Les journalistes et militants des droits humains financés par le Département d’État n’étaient pas de simples mercenaires au service des États-Unis – ils défendaient sincèrement, parfois même avec ferveur, une vision du monde propre à une minorité privilégiée. Ils ont réellement imposé leur hégémonie dans le domaine des valeurs et des discours, mais uniquement à l’intérieur d’une étroite classe moyenne pro-occidentale.

Avant la guerre, cette hégémonie permettait au camp libéral de s’appuyer sur un vaste réseau d’ONG et de médias, et de rester le principal opposant au Kremlin. Mais en même temps, elle empêchait la mobilisation des classes populaires. La critique se concentrait sur les questions culturelles et la politique étrangère, mais elle ne remettait presque jamais en cause l’ordre social qui condamnait des dizaines de millions de Russes à la pauvreté et à la précarité.

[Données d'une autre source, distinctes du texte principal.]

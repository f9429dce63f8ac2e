//! Error envelopes, and error statuses for requests no real route accepted.

use rocket::{
    http::{Method, Status},
    route::{self, Handler},
    serde::json::Json,
    Catcher, Data, Request, Route,
};

use crate::model::{api::ErrorEnvelope, db::question::QuestionId};

/// Every API path and the methods it supports.
///
/// `<id>` matches a question ID and `<_>` matches any single segment, mirroring
/// what the real routes accept.
static API_PATHS: &[(&str, &[Method])] = &[
    ("/categories", &[Method::Get]),
    ("/categories/<_>/questions", &[Method::Get]),
    ("/questions", &[Method::Get, Method::Post]),
    ("/questions/search", &[Method::Post]),
    ("/questions/<id>", &[Method::Delete]),
    ("/quizzes", &[Method::Post]),
];

/// Methods answered by the fallback routes.
static VERBS: [Method; 5] = [
    Method::Get,
    Method::Post,
    Method::Put,
    Method::Patch,
    Method::Delete,
];

/// Real routes keep Rocket's default ranks, which are all negative.
const FALLBACK_RANK: isize = 100;

/// Whether a request path matches one of the `API_PATHS` patterns.
fn path_matches<'a>(pattern: &str, segments: impl IntoIterator<Item = &'a str>) -> bool {
    let mut segments = segments.into_iter();
    for expected in pattern.trim_start_matches('/').split('/') {
        let matched = match segments.next() {
            Some(segment) => match expected {
                "<_>" => !segment.is_empty(),
                "<id>" => segment.parse::<QuestionId>().is_ok(),
                _ => segment == expected,
            },
            None => false,
        };
        if !matched {
            return false;
        }
    }
    segments.next().is_none()
}

/// Why a request that reached the fallback routes was not handled.
///
/// A known path with an unsupported method is 405. A supported method only
/// falls through when its body was not JSON, which is 415.
fn fallback_status(method: Method, segments: &[&str]) -> Status {
    let known = API_PATHS
        .iter()
        .filter(|(pattern, _)| path_matches(pattern, segments.iter().copied()))
        .collect::<Vec<_>>();
    if known.is_empty() {
        Status::NotFound
    } else if known.iter().any(|(_, allowed)| allowed.contains(&method)) {
        Status::UnsupportedMediaType
    } else {
        Status::MethodNotAllowed
    }
}

#[derive(Debug, Clone, Copy)]
struct Unhandled;

#[rocket::async_trait]
impl Handler for Unhandled {
    async fn handle<'r>(&self, req: &'r Request<'_>, _data: Data<'r>) -> route::Outcome<'r> {
        let segments = req.uri().path().segments().collect::<Vec<_>>();
        route::Outcome::Failure(fallback_status(req.method(), &segments))
    }
}

/// Lowest-priority routes for every method on every known path, answering
/// with whichever error status explains why no real route took the request.
///
/// Each path gets its own rank: `/questions/search` and `/questions/<_>`
/// would otherwise collide.
pub fn routes() -> Vec<Route> {
    API_PATHS
        .iter()
        .enumerate()
        .flat_map(|(i, (path, _))| {
            let path = path.replace("<id>", "<_>");
            VERBS.iter().map(move |verb| {
                let rank = FALLBACK_RANK + i as isize;
                let mut route = Route::ranked(rank, *verb, &path, Unhandled);
                route.name = Some("fallback".into());
                route
            })
        })
        .collect()
}

pub fn catchers() -> Vec<Catcher> {
    catchers![envelope]
}

/// Render every error status as the JSON error envelope.
#[catch(default)]
fn envelope(status: Status, _req: &Request) -> (Status, Json<ErrorEnvelope>) {
    (status, Json(ErrorEnvelope::for_status(status)))
}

L’opposition à Poutine définitivement condamnée ?

Dès le début de la guerre, la classe moyenne libérale s’est rangée presque unanimement du côté de l’Occident. Toute critique de l’OTAN ou du néolibéralisme était perçue comme une hérésie dangereuse ou comme de la « propagande poutinienne » et devenait taboue. Cette situation n’a fait que renforcer le régime en place, en lui permettant d’isoler une opposition désormais perçue comme un agent de l’ennemi extérieur.

Dans cette histoire douloureuse, il est facile de voir un parallèle avec la crise qui a frappé la gauche modérée en Europe. Leur intégration profonde dans les élites dirigeantes et leur refus obstiné de mobiliser les classes populaires ont conduit à une série de lourdes défaites politiques et à la montée des forces d’extrême droite. De la même manière, les intérêts matériels qui liaient la société civile libérale russe à l’ordre néolibéral mondial l’ont rendue incapable de résister à la dictature et à la guerre.

Sans financement occidental, la plupart des ONG et des projets médiatiques disparaîtront probablement. Mais les militants qui resteront devront revoir radicalement leur stratégie en comptant sur le soutien de la population, sur le volontariat, les dons et la solidarité de terrain. Cela nécessitera d’écouter non pas les attentes des fonds occidentaux, mais celles des citoyens russes.

Almut Rochowanski cite l’exemple d’une antenne de l’organisation de défense des droits humains Memorial (lauréate du prix Nobel de la paix en 2022), qui s’est mise à défendre les droits sociaux des groupes marginalisés devant les tribunaux, au lieu de se limiter à sa mission initiale de documentation des crimes de l’ère stalinienne. « Ce nouveau champ d’action s’est révélé si populaire que l’organisation a pu s’appuyer de plus en plus sur les dons locaux. »

Dans un contexte de guerre et de dictature, cette voie sera difficile. L’espace public russophone deviendra encore plus uniforme et militarisé pendant un certain temps. Mais sur les ruines de l’ancienne société civile corrompue, façonnée par l’hégémonie libérale, émergeront de nouveaux mouvements sociaux, des pratiques militantes et des solidarités enracinées dans la population – et, à terme, un langage commun de l’intérêt collectif.